++++ WORKING DATA ++++
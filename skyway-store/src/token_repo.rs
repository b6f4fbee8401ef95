use async_trait::async_trait;
use chrono::{DateTime, Utc};
use skyway_core::BoxError;
use skyway_identity::models::{NewToken, Token};
use skyway_identity::repository::AuthRepository;
use skyway_shared::auth::TokenType;
use sqlx::PgPool;

use crate::sql::unique_as_duplicate;

const COLUMNS: &str = "id, token, token_type, expires, blacklisted, user_id, created_at";

pub struct PostgresAuthRepository {
    pool: PgPool,
}

impl PostgresAuthRepository {
    pub fn new(pool: PgPool) -> Self {
        Self { pool }
    }
}

#[derive(sqlx::FromRow)]
struct TokenRow {
    id: i64,
    token: String,
    token_type: String,
    expires: DateTime<Utc>,
    blacklisted: bool,
    user_id: i64,
    created_at: DateTime<Utc>,
}

impl TryFrom<TokenRow> for Token {
    type Error = BoxError;

    fn try_from(row: TokenRow) -> Result<Self, Self::Error> {
        Ok(Token {
            id: row.id,
            token: row.token,
            token_type: row.token_type.parse()?,
            expires: row.expires,
            blacklisted: row.blacklisted,
            user_id: row.user_id,
            created_at: row.created_at,
        })
    }
}

#[async_trait]
impl AuthRepository for PostgresAuthRepository {
    async fn create_token(&self, token: NewToken) -> Result<Token, BoxError> {
        let sql = format!(
            "INSERT INTO tokens (token, token_type, expires, user_id) \
             VALUES ($1, $2, $3, $4) RETURNING {COLUMNS}"
        );
        let row = sqlx::query_as::<_, TokenRow>(&sql)
            .bind(&token.token)
            .bind(token.token_type.to_string())
            .bind(token.expires)
            .bind(token.user_id)
            .fetch_one(&self.pool)
            .await
            .map_err(unique_as_duplicate("token".to_string()))?;

        row.try_into()
    }

    async fn find_token(&self, token: &str, token_type: TokenType) -> Result<Option<Token>, BoxError> {
        let sql = format!(
            "SELECT {COLUMNS} FROM tokens WHERE token = $1 AND token_type = $2 AND NOT blacklisted"
        );
        let row = sqlx::query_as::<_, TokenRow>(&sql)
            .bind(token)
            .bind(token_type.to_string())
            .fetch_optional(&self.pool)
            .await?;
        row.map(Token::try_from).transpose()
    }

    async fn remove_token(&self, id: i64) -> Result<bool, BoxError> {
        let result = sqlx::query("DELETE FROM tokens WHERE id = $1")
            .bind(id)
            .execute(&self.pool)
            .await?;
        Ok(result.rows_affected() > 0)
    }

    async fn remove_user_tokens(&self, user_id: i64) -> Result<u64, BoxError> {
        let result = sqlx::query("DELETE FROM tokens WHERE user_id = $1")
            .bind(user_id)
            .execute(&self.pool)
            .await?;
        Ok(result.rows_affected())
    }
}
++++
» **ABOUT THIS EXERCISE**
Please reproduce all of the entries exactly as they stand.

» **ANSWER**
filename skyway-store/src/token_repo.rs
repository b6f4fbee8401ef95
use async_trait::async_trait;
use chrono::{DateTime, Utc};
use skyway_core::BoxError;
use skyway_identity::models::{NewToken, Token};
use skyway_identity::repository::AuthRepository;
use skyway_shared::auth::TokenType;
use sqlx::PgPool;

use crate::sql::unique_as_duplicate;

const COLUMNS: &str = "id, token, token_type, expires, blacklisted, user_id, created_at";

pub struct PostgresAuthRepository {
    pool: PgPool,
}

impl PostgresAuthRepository {
    pub fn new(pool: PgPool) -> Self {
        Self { pool }
    }
}

#[derive(sqlx::FromRow)]
struct TokenRow {
    id: i64,
    token: String,
    token_type: String,
    expires: DateTime<Utc>,
    blacklisted: bool,
    user_id: i64,
    created_at: DateTime<Utc>,
}

impl TryFrom<TokenRow> for Token {
    type Error = BoxError;

    fn try_from(row: TokenRow) -> Result<Self, Self::Error> {
        Ok(Token {
            id: row.id,
            token: row.token,
            token_type: row.token_type.parse()?,
            expires: row.expires,
            blacklisted: row.blacklisted,
            user_id: row.user_id,
            created_at: row.created_at,
        })
    }
}

#[async_trait]
impl AuthRepository for PostgresAuthRepository {
    async fn create_token(&self, token: NewToken) -> Result<Token, BoxError> {
        let sql = format!(
            "INSERT INTO tokens (token, token_type, expires, user_id) \
             VALUES ($1, $2, $3, $4) RETURNING {COLUMNS}"
        );
        let row = sqlx::query_as::<_, TokenRow>(&sql)
            .bind(&token.token)
            .bind(token.token_type.to_string())
            .bind(token.expires)
            .bind(token.user_id)
            .fetch_one(&self.pool)
            .await
            .map_err(unique_as_duplicate("token".to_string()))?;

        row.try_into()
    }

    async fn find_token(&self, token: &str, token_type: TokenType) -> Result<Option<Token>, BoxError> {
        let sql = format!(
            "SELECT {COLUMNS} FROM tokens WHERE token = $1 AND token_type = $2 AND NOT blacklisted"
        );
        let row = sqlx::query_as::<_, TokenRow>(&sql)
            .bind(token)
            .bind(token_type.to_string())
            .fetch_optional(&self.pool)
            .await?;
        row.map(Token::try_from).transpose()
    }

    async fn remove_token(&self, id: i64) -> Result<bool, BoxError> {
        let result = sqlx::query("DELETE FROM tokens WHERE id = $1")
            .bind(id)
            .execute(&self.pool)
            .await?;
        Ok(result.rows_affected() > 0)
    }

    async fn remove_user_tokens(&self, user_id: i64) -> Result<u64, BoxError> {
        let result = sqlx::query("DELETE FROM tokens WHERE user_id = $1")
            .bind(user_id)
            .execute(&self.pool)
            .await?;
        Ok(result.rows_affected())
    }
}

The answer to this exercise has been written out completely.